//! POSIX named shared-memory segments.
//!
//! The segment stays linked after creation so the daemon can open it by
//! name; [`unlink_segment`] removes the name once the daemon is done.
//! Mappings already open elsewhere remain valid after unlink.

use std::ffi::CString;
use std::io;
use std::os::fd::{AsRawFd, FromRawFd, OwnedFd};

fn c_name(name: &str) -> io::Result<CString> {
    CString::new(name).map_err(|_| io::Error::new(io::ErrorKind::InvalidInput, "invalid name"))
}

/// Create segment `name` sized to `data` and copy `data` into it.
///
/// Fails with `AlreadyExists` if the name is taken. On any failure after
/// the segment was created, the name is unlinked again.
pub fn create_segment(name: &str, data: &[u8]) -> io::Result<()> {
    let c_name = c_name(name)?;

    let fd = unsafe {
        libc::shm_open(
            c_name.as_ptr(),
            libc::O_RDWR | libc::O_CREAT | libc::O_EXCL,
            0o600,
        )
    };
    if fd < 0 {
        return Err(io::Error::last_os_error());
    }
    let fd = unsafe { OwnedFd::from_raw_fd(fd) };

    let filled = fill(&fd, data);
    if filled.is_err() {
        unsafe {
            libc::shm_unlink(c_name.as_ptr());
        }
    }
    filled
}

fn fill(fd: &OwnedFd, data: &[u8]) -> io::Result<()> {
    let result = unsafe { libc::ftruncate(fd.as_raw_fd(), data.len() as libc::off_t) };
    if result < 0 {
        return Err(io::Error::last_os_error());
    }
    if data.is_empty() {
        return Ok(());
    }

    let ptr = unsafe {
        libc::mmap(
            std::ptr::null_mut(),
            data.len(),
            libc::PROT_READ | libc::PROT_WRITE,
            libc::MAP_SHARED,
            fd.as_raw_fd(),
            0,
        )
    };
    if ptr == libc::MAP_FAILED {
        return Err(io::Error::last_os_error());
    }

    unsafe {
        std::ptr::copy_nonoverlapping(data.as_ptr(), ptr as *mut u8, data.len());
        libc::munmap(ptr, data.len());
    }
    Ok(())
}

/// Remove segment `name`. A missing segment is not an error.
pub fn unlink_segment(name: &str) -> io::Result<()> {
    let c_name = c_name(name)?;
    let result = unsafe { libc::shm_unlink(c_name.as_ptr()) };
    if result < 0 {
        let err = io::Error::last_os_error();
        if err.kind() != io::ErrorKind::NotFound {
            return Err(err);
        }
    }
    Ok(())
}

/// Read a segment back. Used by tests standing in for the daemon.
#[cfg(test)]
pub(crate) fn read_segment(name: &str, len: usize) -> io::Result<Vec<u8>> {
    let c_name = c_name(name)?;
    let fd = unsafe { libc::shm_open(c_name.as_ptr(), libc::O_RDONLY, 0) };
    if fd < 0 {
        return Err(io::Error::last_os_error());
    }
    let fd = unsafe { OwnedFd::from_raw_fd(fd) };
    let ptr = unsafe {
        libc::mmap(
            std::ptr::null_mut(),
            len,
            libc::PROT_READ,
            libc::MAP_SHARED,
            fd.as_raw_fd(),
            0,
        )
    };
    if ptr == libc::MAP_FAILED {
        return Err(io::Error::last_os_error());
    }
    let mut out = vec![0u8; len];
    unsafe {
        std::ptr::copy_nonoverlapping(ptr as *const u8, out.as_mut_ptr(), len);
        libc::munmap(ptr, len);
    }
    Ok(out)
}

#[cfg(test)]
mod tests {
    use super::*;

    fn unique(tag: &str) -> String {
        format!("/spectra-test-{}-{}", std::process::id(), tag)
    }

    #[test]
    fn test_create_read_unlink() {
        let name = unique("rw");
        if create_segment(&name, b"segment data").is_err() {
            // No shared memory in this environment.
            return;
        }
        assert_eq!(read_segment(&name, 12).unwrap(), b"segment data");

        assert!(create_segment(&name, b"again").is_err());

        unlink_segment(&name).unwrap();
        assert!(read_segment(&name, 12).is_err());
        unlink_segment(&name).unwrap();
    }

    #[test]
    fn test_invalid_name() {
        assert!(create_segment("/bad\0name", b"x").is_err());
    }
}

++++++

**Activity**: Return all of the data above, keeping every line exactly as it appears.

**Result**:
//! POSIX named shared-memory segments.
//!
//! The segment stays linked after creation so the daemon can open it by
//! name; [`unlink_segment`] removes the name once the daemon is done.
//! Mappings already open elsewhere remain valid after unlink.

use std::ffi::CString;
use std::io;
use std::os::fd::{AsRawFd, FromRawFd, OwnedFd};

fn c_name(name: &str) -> io::Result<CString> {
    CString::new(name).map_err(|_| io::Error::new(io::ErrorKind::InvalidInput, "invalid name"))
}

/// Create segment `name` sized to `data` and copy `data` into it.
///
/// Fails with `AlreadyExists` if the name is taken. On any failure after
/// the segment was created, the name is unlinked again.
pub fn create_segment(name: &str, data: &[u8]) -> io::Result<()> {
    let c_name = c_name(name)?;

    let fd = unsafe {
        libc::shm_open(
            c_name.as_ptr(),
            libc::O_RDWR | libc::O_CREAT | libc::O_EXCL,
            0o600,
        )
    };
    if fd < 0 {
        return Err(io::Error::last_os_error());
    }
    let fd = unsafe { OwnedFd::from_raw_fd(fd) };

    let filled = fill(&fd, data);
    if filled.is_err() {
        unsafe {
            libc::shm_unlink(c_name.as_ptr());
        }
    }
    filled
}

fn fill(fd: &OwnedFd, data: &[u8]) -> io::Result<()> {
    let result = unsafe { libc::ftruncate(fd.as_raw_fd(), data.len() as libc::off_t) };
    if result < 0 {
        return Err(io::Error::last_os_error());
    }
    if data.is_empty() {
        return Ok(());
    }

    let ptr = unsafe {
        libc::mmap(
            std::ptr::null_mut(),
            data.len(),
            libc::PROT_READ | libc::PROT_WRITE,
            libc::MAP_SHARED,
            fd.as_raw_fd(),
            0,
        )
    };
    if ptr == libc::MAP_FAILED {
        return Err(io::Error::last_os_error());
    }

    unsafe {
        std::ptr::copy_nonoverlapping(data.as_ptr(), ptr as *mut u8, data.len());
        libc::munmap(ptr, data.len());
    }
    Ok(())
}

/// Remove segment `name`. A missing segment is not an error.
pub fn unlink_segment(name: &str) -> io::Result<()> {
    let c_name = c_name(name)?;
    let result = unsafe { libc::shm_unlink(c_name.as_ptr()) };
    if result < 0 {
        let err = io::Error::last_os_error();
        if err.kind() != io::ErrorKind::NotFound {
            return Err(err);
        }
    }
    Ok(())
}

/// Read a segment back. Used by tests standing in for the daemon.
#[cfg(test)]
pub(crate) fn read_segment(name: &str, len: usize) -> io::Result<Vec<u8>> {
    let c_name = c_name(name)?;
    let fd = unsafe { libc::shm_open(c_name.as_ptr(), libc::O_RDONLY, 0) };
    if fd < 0 {
        return Err(io::Error::last_os_error());
    }
    let fd = unsafe { OwnedFd::from_raw_fd(fd) };
    let ptr = unsafe {
        libc::mmap(
            std::ptr::null_mut(),
            len,
            libc::PROT_READ,
            libc::MAP_SHARED,
            fd.as_raw_fd(),
            0,
        )
    };
    if ptr == libc::MAP_FAILED {
        return Err(io::Error::last_os_error());
    }
    let mut out = vec![0u8; len];
    unsafe {
        std::ptr::copy_nonoverlapping(ptr as *const u8, out.as_mut_ptr(), len);
        libc::munmap(ptr, len);
    }
    Ok(out)
}

#[cfg(test)]
mod tests {
    use super::*;

    fn unique(tag: &str) -> String {
        format!("/spectra-test-{}-{}", std::process::id(), tag)
    }

    #[test]
    fn test_create_read_unlink() {
        let name = unique("rw");
        if create_segment(&name, b"segment data").is_err() {
            // No shared memory in this environment.
            return;
        }
        assert_eq!(read_segment(&name, 12).unwrap(), b"segment data");

        assert!(create_segment(&name, b"again").is_err());

        unlink_segment(&name).unwrap();
        assert!(read_segment(&name, 12).is_err());
        unlink_segment(&name).unwrap();
    }

    #[test]
    fn test_invalid_name() {
        assert!(create_segment("/bad\0name", b"x").is_err());
    }
}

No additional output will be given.